When I looked out my window last Monday morning, snow was coming down thickly, and my little car was covered in white. Rather than the glee that snowfall used to bring me, I felt instead a very sharp sense of dread. Still, I began my day the way I do every day: by checking over my entire body for injuries.
My morning routine always contains this inspection and usually includes relocating my shoulder, if not a hip or wrist as well (I need to stop sleeping on my side). You see, I have a rare genetic disorder called Ehlers-Danlos Syndrome that causes my joints to dislocate, among numerous other problems. I am often restricted in my physical abilities, and I frequently use mobility aids, joint braces, and other accommodations to navigate my life as a graduate student. Icy sidewalks and snowy stairs in particular present a very serious health risk for me. In fact, just a few days ago, I slipped on some ice and fell. The result? A severely twisted pelvis and rotated hips, setting me back at least a month in physical therapy.
Even without dangerous winter weather, the University is not the most physically accessible campus. For example, the building I work in, Van Vleck Observatory on Foss Hill, has no disability access at all. To gain entry to any portion, you must climb stairs. The lecture hall in which I had one of my classes last semester was equally inaccessible. Class schedules are not conducive to regular medical care, and weekly problem sets become a struggle during hospital visits. I have encountered outright discrimination from professors and experienced violations of the Americans with Disabilities Act.

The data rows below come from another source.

// ABOUTME: Command handlers for the nexus-nodes CLI
// ABOUTME: Wires configuration, storage and backends into a supervisor and runs one command

use crate::output;
use crate::{Commands, StartArgs};
use anyhow::{anyhow, bail, Context, Result};
use colored::*;
use nexus_supervisor::{
    ContainerBackend, EventBus, MetricsCollector, NewNode, NodeStatus, NodeSupervisor,
    NodeType, ProcessBackend, SqliteNodeStore, StartOptions, SupervisorConfig,
};
use std::sync::Arc;
use tracing::{info, warn};

struct App {
    supervisor: Arc<NodeSupervisor>,
    process: Arc<ProcessBackend>,
    container: Option<Arc<ContainerBackend>>,
    config: SupervisorConfig,
}

async fn bootstrap() -> Result<App> {
    let mut config = SupervisorConfig::from_env();
    if config.process.log_dir.is_none() {
        config.process.log_dir = Some(config.container.data_dir.join("logs"));
    }

    let store = SqliteNodeStore::connect(&config.db_path)
        .await
        .with_context(|| format!("Failed to open database at {}", config.db_path.display()))?;

    let events = EventBus::new(config.event_channel_size);
    let mut supervisor = NodeSupervisor::new(Arc::new(store), events)
        .with_readiness_timeout(config.readiness_timeout);

    let process = Arc::new(ProcessBackend::new(config.process.clone()));
    supervisor.register_backend(process.clone());

    let container = match ContainerBackend::with_docker(config.container.clone()) {
        Ok(backend) => {
            let backend = Arc::new(backend);
            supervisor.register_backend(backend.clone());
            Some(backend)
        }
        Err(e) => {
            warn!("Container backend unavailable: {}", e);
            None
        }
    };

    Ok(App {
        supervisor: Arc::new(supervisor),
        process,
        container,
        config,
    })
}

fn start_options(args: StartArgs) -> StartOptions {
    StartOptions {
        skip_build: args.skip_build,
        rebuild: args.rebuild,
        container_name: args.container_name,
        log_level: args.log_level,
        workers: args.workers,
        ..Default::default()
    }
}

fn parse_config(raw: Option<String>) -> Result<Option<serde_json::Value>> {
    raw.map(|raw| serde_json::from_str(&raw).context("--config must be a JSON document"))
        .transpose()
}

fn parse_status(raw: Option<String>) -> Result<Option<NodeStatus>> {
    raw.map(|raw| raw.parse::<NodeStatus>().map_err(|e| anyhow!(e)))
        .transpose()
}

pub async fn run(command: Commands, json: bool) -> Result<()> {
    let app = bootstrap().await?;
    let supervisor = &app.supervisor;

    match command {
        Commands::Check => {
            let results = supervisor.check_availability().await;
            output::emit(json, &results, |r| output::print_availability(r))
        }
        Commands::Create {
            prover_id,
            name,
            node_type,
            config,
        } => {
            let node = supervisor
                .create_node(NewNode {
                    prover_id,
                    name,
                    node_type: node_type.into(),
                    config: parse_config(config)?,
                })
                .await?;
            output::emit(json, &node, |n| {
                println!("{}", "✅ Node created".green().bold());
                output::print_node(n);
            })
        }
        Commands::List { status } => {
            let nodes = supervisor.list_nodes(parse_status(status)?).await?;
            output::emit(json, &nodes, |n| output::print_nodes(n))
        }
        Commands::Show { id } => {
            let node = supervisor.get_node(id).await?;
            output::emit(json, &node, output::print_node)
        }
        Commands::Delete { id } => {
            supervisor.delete_node(id).await?;
            output::emit(json, &id, |id| {
                println!("{}", format!("🗑  Node {} deleted", id).green());
            })
        }
        Commands::Start { id, options } => {
            let report = supervisor.start(id, &start_options(options)).await?;
            output::emit(json, &report, |r| {
                println!(
                    "{}",
                    format!("🚀 Node {} started", r.node.prover_id).green().bold()
                );
                if let Some(pid) = r.outcome.pid {
                    println!("{:<15} {}", "PID:".cyan(), pid);
                }
                if let Some(name) = &r.outcome.container_name {
                    println!("{:<15} {}", "Container:".cyan(), name);
                }
            })
        }
        Commands::Stop { id } => {
            let report = supervisor.stop(id).await?;
            output::emit(json, &report, |r| {
                println!(
                    "{}",
                    format!("⏹  Node {} stopped", r.node.prover_id).green().bold()
                );
                println!("{}", r.outcome.message.dimmed());
            })
        }
        Commands::Status { id } => {
            let report = supervisor.status(id).await?;
            output::emit(json, &report, output::print_status)
        }
        Commands::Logs { id, lines } => {
            let logs = supervisor.logs(id, lines).await?;
            output::emit(json, &logs, |logs| {
                for line in logs {
                    println!("{}", line);
                }
            })
        }
        Commands::Metrics { id } => {
            let metrics = supervisor.metrics(id).await?;
            output::emit(json, &metrics, output::print_metrics)
        }
        Commands::Rebuild { id, container_name } => {
            let overrides = StartOptions {
                container_name,
                ..Default::default()
            };
            let report = supervisor.rebuild(id, &overrides).await?;
            output::emit(json, &report, |r| {
                println!(
                    "{}",
                    format!("🔨 Node {} rebuilt from image {}", r.node.prover_id, r.image)
                        .green()
                        .bold()
                );
            })
        }
        Commands::Info { id } => {
            let node = supervisor.get_node(id).await?;
            if node.node_type != NodeType::Process {
                bail!("Node {} is not a process node", node.prover_id);
            }
            let details = app.process.info(&node.prover_id).await?;
            output::emit(json, &details, |details| {
                for (key, value) in details {
                    println!("{:<20} {}", format!("{}:", key).cyan(), value);
                }
            })
        }
        Commands::Containers => {
            let backend = app
                .container
                .as_ref()
                .ok_or_else(|| anyhow!("Container backend is not available"))?;
            let containers = backend.list_containers().await?;
            output::emit(json, &containers, |c| output::print_containers(c))
        }
        Commands::Notifications { node, limit } => {
            let notifications = supervisor.notifications(node, limit).await?;
            output::emit(json, &notifications, |n| output::print_notifications(n))
        }
        Commands::Run => run_foreground(&app).await,
    }
}

/// Collect metrics and print live updates as JSON lines until Ctrl-C
async fn run_foreground(app: &App) -> Result<()> {
    let collector = MetricsCollector::new(app.supervisor.clone(), app.config.monitor.clone());
    let mut updates = app.supervisor.subscribe([]);

    collector.start().await;
    info!(
        "Collecting metrics every {}s; press Ctrl-C to stop",
        app.config.monitor.interval.as_secs()
    );

    loop {
        tokio::select! {
            update = updates.recv() => match update {
                Some(update) => println!("{}", serde_json::to_string(&update)?),
                None => break,
            },
            signal = tokio::signal::ctrl_c() => {
                signal.context("Failed to listen for Ctrl-C")?;
                break;
            }
        }
    }

    info!("Shutting down");
    collector.stop().await;
    app.supervisor.shutdown().await;
    Ok(())
}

The fact that I attend my lectures regularly is a daily victory: the result of hours of preparing my body and a concerted effort to be quite careful. At such a progressive university that has made good strides in addressing gender identity and equity, it is surprising to see little to no progress in confronting ableism. Given these forward-thinking policies on other issues of social equality, it’s hard to see the lack of accessibility and resources on campus as anything but the result of an assumption that all Wes students are able-bodied. This is absolutely false.
The University isn’t alone in this assumption, however, as ableism is a serious and widespread issue across college campuses. According to the National Center for Education Statistics, although over 88 percent of institutions enroll students with disabilities, just 11 percent provide any kind of counseling on disability benefits. Similarly, though 76 percent of institutions enroll students with physical disabilities specifically, only 46 percent are willing to make classrooms accessible. Similarly, a mere 54 percent of higher education institutions provide resources on disabilities to professors. Only 46 percent train faculty on how to make lectures accessible, and only 29 percent reach out to students with disabilities.
Ableism doesn’t stop when you graduate, either. According to Section 14(c) of the Fair Labor Standards Act, employers can apply for Special Wage Certificates that grant them the right to pay workers with disabilities less than minimum wage. In New York, for example, the New York Central Media Group found that workers with disabilities get paid a “subminimum wage” as low as $0.33/hour compared with the state minimum wage of $8.75/hour. Across the United States, the median income for a person with disabilities has been steadily dropping since the late 1990s and fell to just $30,500 in 2012, compared to a rising national median income of $53,046, as recorded in national census surveys.
“You should be able to show your teachers, and then anyone else, how what you’ve made in a class, what you created, demonstrates your capacity to do other things and what you’re going to do next,” President Michael Roth told the Washington Post, discussing the fundamental changes he wants to see in college classrooms.
I agree, but Roth misses the fact that the University’s daily decisions and institutional practices fail to extend these opportunities to students with disabilities.
Last Monday morning, Roth tweeted during the heavy snowfall: “Ready for classes @Wesleyan_u[.] Appropriate footwear will help.” As you can imagine, the contrast between this and his vocal support of students was shocking. Snow boots don’t help a person with disabilities navigate a foot of snow and icy sidewalks when the University has cancelled The Ride. Winter shoes don’t help a person with a cane access a building that has only stairs. Having snow-proof boots would not have prevented my serious injuries, but maybe disability-inclusive snow policies would have.